§ **Exercise**: Lines containing the word "detail" are the ones to copy from the records below.

§ **Exercise input**:
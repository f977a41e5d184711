//! Flip payload confidentiality. Each gateway generates an RSA keypair at
//! `register_gateway`; `encrypt_connection` encrypts `type_info` and
//! `transport_uri` to a remote gateway's public key, `name`, `node` and
//! `type` remain in clear so the receiver can key by rule before it is able
//! to decrypt anything.

use openssl::pkey::{Private, Public};
use openssl::rsa::{Padding, Rsa};
use serde::{Deserialize, Serialize};

use crate::connection::Connection;
use crate::error::GatewayError;

const RSA_KEY_BITS: u32 = 2048;

pub struct Keypair {
    private: Rsa<Private>,
}

impl Keypair {
    pub fn generate() -> Result<Self, GatewayError> {
        let private = Rsa::generate(RSA_KEY_BITS).map_err(|e| GatewayError::LocalAdapterError {
            detail: format!("RSA keypair generation failed: {e}"),
        })?;
        Ok(Keypair { private })
    }

    /// PEM-encoded public key, as stored under `rocon:<gateway>:public_key`.
    pub fn public_key_pem(&self) -> Result<Vec<u8>, GatewayError> {
        self.private
            .public_key_to_pem()
            .map_err(|e| GatewayError::LocalAdapterError {
                detail: format!("failed to serialize public key: {e}"),
            })
    }

    pub fn public_key(&self) -> Result<PublicKey, GatewayError> {
        let pem = self.public_key_pem()?;
        PublicKey::from_pem(&pem)
    }

    fn private_rsa(&self) -> &Rsa<Private> {
        &self.private
    }
}

/// A remote gateway's public key, as read from the hub.
#[derive(Clone)]
pub struct PublicKey {
    rsa: Rsa<Public>,
}

impl PublicKey {
    pub fn from_pem(pem: &[u8]) -> Result<Self, GatewayError> {
        let rsa = Rsa::public_key_from_pem(pem).map_err(|e| GatewayError::LocalAdapterError {
            detail: format!("failed to parse public key: {e}"),
        })?;
        Ok(PublicKey { rsa })
    }

    pub fn to_pem(&self) -> Result<Vec<u8>, GatewayError> {
        self.rsa
            .public_key_to_pem()
            .map_err(|e| GatewayError::LocalAdapterError {
                detail: format!("failed to serialize public key: {e}"),
            })
    }

    fn encrypt_field(&self, plaintext: &str) -> Result<Vec<u8>, GatewayError> {
        let mut buf = vec![0u8; self.rsa.size() as usize];
        let len = self
            .rsa
            .public_encrypt(plaintext.as_bytes(), &mut buf, Padding::PKCS1)
            .map_err(|e| GatewayError::LocalAdapterError {
                detail: format!("RSA encrypt failed: {e}"),
            })?;
        buf.truncate(len);
        Ok(buf)
    }
}

/// A Connection whose `type_info`/`transport_uri` fields have been replaced
/// by their RSA-encrypted ciphertext. `type` and `name` remain in clear.
#[derive(Debug, Clone, PartialEq, Eq, Serialize, Deserialize)]
pub struct EncryptedConnection {
    pub kind: crate::connection::ConnectionType,
    pub name: String,
    pub node_uri: String,
    pub encrypted_type_info: Vec<u8>,
    pub encrypted_transport_uri: Vec<u8>,
}

impl EncryptedConnection {
    pub fn to_wire(&self) -> String {
        serde_json::to_string(self).expect("tuple encoding of EncryptedConnection never fails")
    }

    pub fn from_wire(s: &str) -> Result<Self, GatewayError> {
        serde_json::from_str(s).map_err(|e| GatewayError::ConnectionTypeError {
            found: format!("malformed encrypted connection on wire: {e}"),
        })
    }
}

pub fn encrypt_connection(connection: &Connection, public_key: &PublicKey) -> Result<EncryptedConnection, GatewayError> {
    Ok(EncryptedConnection {
        kind: connection.kind,
        name: connection.name.clone(),
        node_uri: connection.node_uri.clone(),
        encrypted_type_info: public_key.encrypt_field(&connection.type_info)?,
        encrypted_transport_uri: public_key.encrypt_field(&connection.transport_uri)?,
    })
}

pub fn decrypt_connection(encrypted: &EncryptedConnection, keypair: &Keypair) -> Result<Connection, GatewayError> {
    let rsa = keypair.private_rsa();
    let mut type_info_buf = vec![0u8; rsa.size() as usize];
    let type_info_len = rsa
        .private_decrypt(&encrypted.encrypted_type_info, &mut type_info_buf, Padding::PKCS1)
        .map_err(|e| GatewayError::LocalAdapterError {
            detail: format!("RSA decrypt of type_info failed: {e}"),
        })?;
    type_info_buf.truncate(type_info_len);

    let mut transport_uri_buf = vec![0u8; rsa.size() as usize];
    let transport_uri_len = rsa
        .private_decrypt(
            &encrypted.encrypted_transport_uri,
            &mut transport_uri_buf,
            Padding::PKCS1,
        )
        .map_err(|e| GatewayError::LocalAdapterError {
            detail: format!("RSA decrypt of transport_uri failed: {e}"),
        })?;
    transport_uri_buf.truncate(transport_uri_len);

    Ok(Connection {
        kind: encrypted.kind,
        name: encrypted.name.clone(),
        node_uri: encrypted.node_uri.clone(),
        type_info: String::from_utf8(type_info_buf).map_err(|e| GatewayError::LocalAdapterError {
            detail: format!("decrypted type_info was not utf8: {e}"),
        })?,
        transport_uri: String::from_utf8(transport_uri_buf).map_err(|e| GatewayError::LocalAdapterError {
            detail: format!("decrypted transport_uri was not utf8: {e}"),
        })?,
    })
}

#[cfg(test)]
mod tests {
    use super::*;
    use crate::connection::ConnectionType;

    #[test]
    fn round_trips_through_the_owning_keypair() {
        let keypair = Keypair::generate().unwrap();
        let public = keypair.public_key().unwrap();
        let conn = Connection::new(
            ConnectionType::Service,
            "/add",
            "/talker/node",
            "rocon_msgs/Add",
            "rosrpc://host:9999",
        );
        let encrypted = encrypt_connection(&conn, &public).unwrap();
        assert_eq!(encrypted.name, conn.name);
        assert_ne!(encrypted.encrypted_type_info, conn.type_info.as_bytes());

        let decrypted = decrypt_connection(&encrypted, &keypair).unwrap();
        assert_eq!(decrypted, conn);
    }

    #[test]
    fn decrypting_with_a_foreign_keypair_fails() {
        let owner = Keypair::generate().unwrap();
        let other = Keypair::generate().unwrap();
        let public = owner.public_key().unwrap();
        let conn = Connection::new(ConnectionType::Publisher, "/chatter", "/n", "std_msgs/String", "tcp://h:1");
        let encrypted = encrypt_connection(&conn, &public).unwrap();
        assert!(decrypt_connection(&encrypted, &other).is_err());
    }
}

§ **Reply to the exercise**:
            detail: format!("RSA keypair generation failed: {e}"),
                detail: format!("failed to serialize public key: {e}"),
            detail: format!("failed to parse public key: {e}"),
                detail: format!("failed to serialize public key: {e}"),
                detail: format!("RSA encrypt failed: {e}"),
            detail: format!("RSA decrypt of type_info failed: {e}"),
            detail: format!("RSA decrypt of transport_uri failed: {e}"),
            detail: format!("decrypted type_info was not utf8: {e}"),
            detail: format!("decrypted transport_uri was not utf8: {e}"),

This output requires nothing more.